**MATERIAL FOR THIS EXERCISE:**
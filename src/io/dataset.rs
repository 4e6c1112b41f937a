//! Dataset ingest.
//!
//! A dataset file looks like:
//!
//! ```text
//! nfeatures,targetclasses,targettype      <- metadata names
//! 3,"[0,1]",real                          <- metadata values
//! f1,f2,f3,target                         <- column header (ignored)
//! 0.5,1,0,12.25                           <- rows
//! ```
//!
//! Training/evaluation rows hold `nfeatures` feature columns followed by the
//! target. Prediction rows hold a sample id followed by `nfeatures` features.
//!
//! Design goals:
//! - **Strict shape**: missing metadata and rows with the wrong number of
//!   columns are fatal.
//! - **Permissive values**: tokens that are not finite numbers are read as
//!   `0.0` and counted, never rejected.
//! - **Streaming**: rows are read one record at a time into the output arrays.

use std::collections::HashMap;
use std::fs::File;
use std::io::Read;
use std::path::Path;

use csv::StringRecord;
use tracing::{debug, warn};

use crate::domain::{DatasetMeta, PredictionSet, TrainingSet};
use crate::error::{RegressionError, Result};

const NFEATURES_FIELD: &str = "nfeatures";

/// Read a dataset of features + target.
pub fn read_training<R: Read>(input: R) -> Result<TrainingSet> {
    let mut reader = csv_reader(input);
    let meta = read_header(&mut reader)?;
    let nfeatures = meta.nfeatures;

    let mut out = TrainingSet {
        meta,
        ..TrainingSet::default()
    };

    let mut record = StringRecord::new();
    while next_record(&mut reader, &mut record)? {
        ensure_width(&record, nfeatures + 1, "features + target")?;

        let mut sample = Vec::with_capacity(nfeatures);
        for token in record.iter().take(nfeatures) {
            sample.push(coerce_f64(token, &mut out.coerced_values));
        }
        let target = coerce_f64(&record[nfeatures], &mut out.coerced_values);

        out.samples.push(sample);
        out.targets.push(target);
    }

    log_coercions(out.coerced_values, out.samples.len());
    debug!(rows = out.samples.len(), nfeatures, "Read training dataset");
    Ok(out)
}

/// Read a dataset of sample ids + features.
pub fn read_prediction<R: Read>(input: R) -> Result<PredictionSet> {
    let mut reader = csv_reader(input);
    let meta = read_header(&mut reader)?;
    let nfeatures = meta.nfeatures;

    let mut out = PredictionSet {
        meta,
        ..PredictionSet::default()
    };

    let mut record = StringRecord::new();
    while next_record(&mut reader, &mut record)? {
        ensure_width(&record, nfeatures + 1, "sample id + features")?;

        let sample_id = record[0].to_string();
        let mut sample = Vec::with_capacity(nfeatures);
        for token in record.iter().skip(1) {
            sample.push(coerce_f64(token, &mut out.coerced_values));
        }

        out.sample_ids.push(sample_id);
        out.samples.push(sample);
    }

    log_coercions(out.coerced_values, out.samples.len());
    debug!(rows = out.samples.len(), nfeatures, "Read prediction dataset");
    Ok(out)
}

pub fn read_training_file(path: &Path) -> Result<TrainingSet> {
    read_training(open(path)?)
}

pub fn read_prediction_file(path: &Path) -> Result<PredictionSet> {
    read_prediction(open(path)?)
}

fn open(path: &Path) -> Result<File> {
    File::open(path).map_err(|e| RegressionError::io(path, e))
}

fn csv_reader<R: Read>(input: R) -> csv::Reader<R> {
    csv::ReaderBuilder::new()
        .has_headers(false)
        .flexible(true)
        .trim(csv::Trim::All)
        .from_reader(input)
}

/// Consume the two metadata lines and the column header line.
fn read_header<R: Read>(reader: &mut csv::Reader<R>) -> Result<DatasetMeta> {
    let mut names = StringRecord::new();
    let mut values = StringRecord::new();
    let mut columns = StringRecord::new();

    if !next_record(reader, &mut names)? {
        return Err(RegressionError::MalformedDataset(
            "Missing metadata names line.".to_string(),
        ));
    }
    if !next_record(reader, &mut values)? {
        return Err(RegressionError::MalformedDataset(
            "Missing metadata values line.".to_string(),
        ));
    }
    if names.len() != values.len() {
        return Err(RegressionError::MalformedDataset(format!(
            "Metadata has {} names but {} values.",
            names.len(),
            values.len()
        )));
    }

    let fields: HashMap<String, String> = names
        .iter()
        .zip(values.iter())
        .map(|(name, value)| (normalize_field_name(name), value.to_string()))
        .collect();

    let raw = fields.get(NFEATURES_FIELD).ok_or_else(|| {
        RegressionError::MalformedDataset(format!("Metadata is missing `{NFEATURES_FIELD}`."))
    })?;
    let nfeatures = raw
        .parse::<usize>()
        .ok()
        .filter(|n| *n > 0)
        .ok_or_else(|| {
            RegressionError::MalformedDataset(format!(
                "`{NFEATURES_FIELD}` must be a positive integer, got '{raw}'."
            ))
        })?;

    if !next_record(reader, &mut columns)? {
        return Err(RegressionError::MalformedDataset(
            "Missing column header line.".to_string(),
        ));
    }

    Ok(DatasetMeta { nfeatures, fields })
}

fn next_record<R: Read>(reader: &mut csv::Reader<R>, record: &mut StringRecord) -> Result<bool> {
    reader
        .read_record(record)
        .map_err(|e| RegressionError::MalformedDataset(format!("CSV parse error: {e}")))
}

fn ensure_width(record: &StringRecord, expected: usize, layout: &str) -> Result<()> {
    if record.len() == expected {
        return Ok(());
    }
    let line = record.position().map(|p| p.line()).unwrap_or(0);
    Err(RegressionError::MalformedDataset(format!(
        "Line {line}: expected {expected} columns ({layout}), found {}.",
        record.len()
    )))
}

fn normalize_field_name(name: &str) -> String {
    // Spreadsheet exports sometimes prefix the first field with a BOM.
    name.trim().trim_start_matches('\u{feff}').to_ascii_lowercase()
}

/// Parse a numeric token; anything that is not a finite number becomes `0.0`.
fn coerce_f64(token: &str, coerced: &mut usize) -> f64 {
    match token.parse::<f64>() {
        Ok(v) if v.is_finite() => v,
        _ => {
            *coerced += 1;
            0.0
        }
    }
}

fn log_coercions(coerced: usize, rows: usize) {
    if coerced > 0 {
        warn!(coerced, rows, "Non-numeric dataset values were read as 0.0");
    }
}
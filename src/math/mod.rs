//! Mathematical utilities: the OLS solve and scoring metrics.

pub mod metrics;
pub mod ols;

pub use metrics::*;
pub use ols::*;
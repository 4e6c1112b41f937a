//! Reporting utilities: formatted terminal output for result objects.

pub mod format;

pub use format::*;
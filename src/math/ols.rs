//! Ordinary least squares via the normal equations.
//!
//! We solve
//!
//! ```text
//! (XᵀX) β = Xᵀy
//! ```
//!
//! where `X` is the sample matrix with a leading column of ones (intercept).
//!
//! Implementation choices:
//! - `XᵀX` is square (`F + 1` columns), so an LU decomposition with partial
//!   pivoting is the natural solver. It never forms an explicit inverse.
//! - Engagement-style indicators are often collinear. A zero pivot is not the
//!   only way a system fails: a pivot that is tiny relative to the largest one
//!   yields coefficients dominated by rounding noise, so we reject those too.
//! - The pivot ratio is not scale-invariant. `XᵀX` squares feature
//!   magnitudes, so features on wildly different scales shrink the smallest
//!   pivot relative to the largest without any collinearity. A well-posed
//!   system can then be reported as singular; rescale such features first.

use nalgebra::{DMatrix, DVector};

use crate::error::{RegressionError, Result};

/// Smallest number of rows an OLS fit accepts.
pub const MIN_FIT_ROWS: usize = 2;

/// Pivots smaller than this fraction of the largest pivot count as zero.
const RELATIVE_PIVOT_TOLERANCE: f64 = 1e-10;

/// Build the design matrix `[1, x_1, ..., x_F]` for each sample.
pub fn design_matrix(samples: &[Vec<f64>], nfeatures: usize) -> DMatrix<f64> {
    DMatrix::from_fn(samples.len(), nfeatures + 1, |i, j| {
        if j == 0 {
            1.0
        } else {
            samples[i].get(j - 1).copied().unwrap_or(0.0)
        }
    })
}

/// Fit OLS coefficients (intercept first) for `samples` against `targets`.
pub fn fit_ols(samples: &[Vec<f64>], targets: &[f64], nfeatures: usize) -> Result<Vec<f64>> {
    let n = samples.len();
    if n < MIN_FIT_ROWS {
        return Err(RegressionError::InsufficientData {
            required: MIN_FIT_ROWS,
            found: n,
        });
    }
    if targets.len() != n {
        return Err(RegressionError::MalformedDataset(format!(
            "{n} samples but {} targets",
            targets.len()
        )));
    }

    let x = design_matrix(samples, nfeatures);
    let y = DVector::from_column_slice(targets);

    let beta = solve_normal_equations(&x, &y)?;
    Ok(beta.iter().copied().collect())
}

/// Solve `(XᵀX) β = Xᵀy` with an LU decomposition.
pub fn solve_normal_equations(x: &DMatrix<f64>, y: &DVector<f64>) -> Result<DVector<f64>> {
    let xtx = x.tr_mul(x);
    let xty = x.tr_mul(y);

    let lu = xtx.lu();

    let u = lu.u();
    let pivots: Vec<f64> = u.diagonal().iter().map(|v| v.abs()).collect();
    let max_pivot = pivots.iter().copied().fold(0.0, f64::max);
    let min_pivot = pivots.iter().copied().fold(f64::INFINITY, f64::min);

    if !(max_pivot.is_finite() && max_pivot > 0.0) {
        return Err(RegressionError::SingularMatrix(
            "XᵀX has no usable pivot".to_string(),
        ));
    }
    if min_pivot <= RELATIVE_PIVOT_TOLERANCE * max_pivot {
        return Err(RegressionError::SingularMatrix(format!(
            "pivot ratio {:.3e} below tolerance; features are collinear or rows are too few",
            min_pivot / max_pivot
        )));
    }

    let beta = lu
        .solve(&xty)
        .ok_or_else(|| RegressionError::SingularMatrix("LU solve failed".to_string()))?;

    if !beta.iter().all(|v| v.is_finite()) {
        return Err(RegressionError::SingularMatrix(
            "solution contains non-finite coefficients".to_string(),
        ));
    }

    Ok(beta)
}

**EXERCISE DETAILS:** Could you work out how many lines in the material contain "never"? Reply with only that number.

**SOLUTION TO THIS EXERCISE:** 2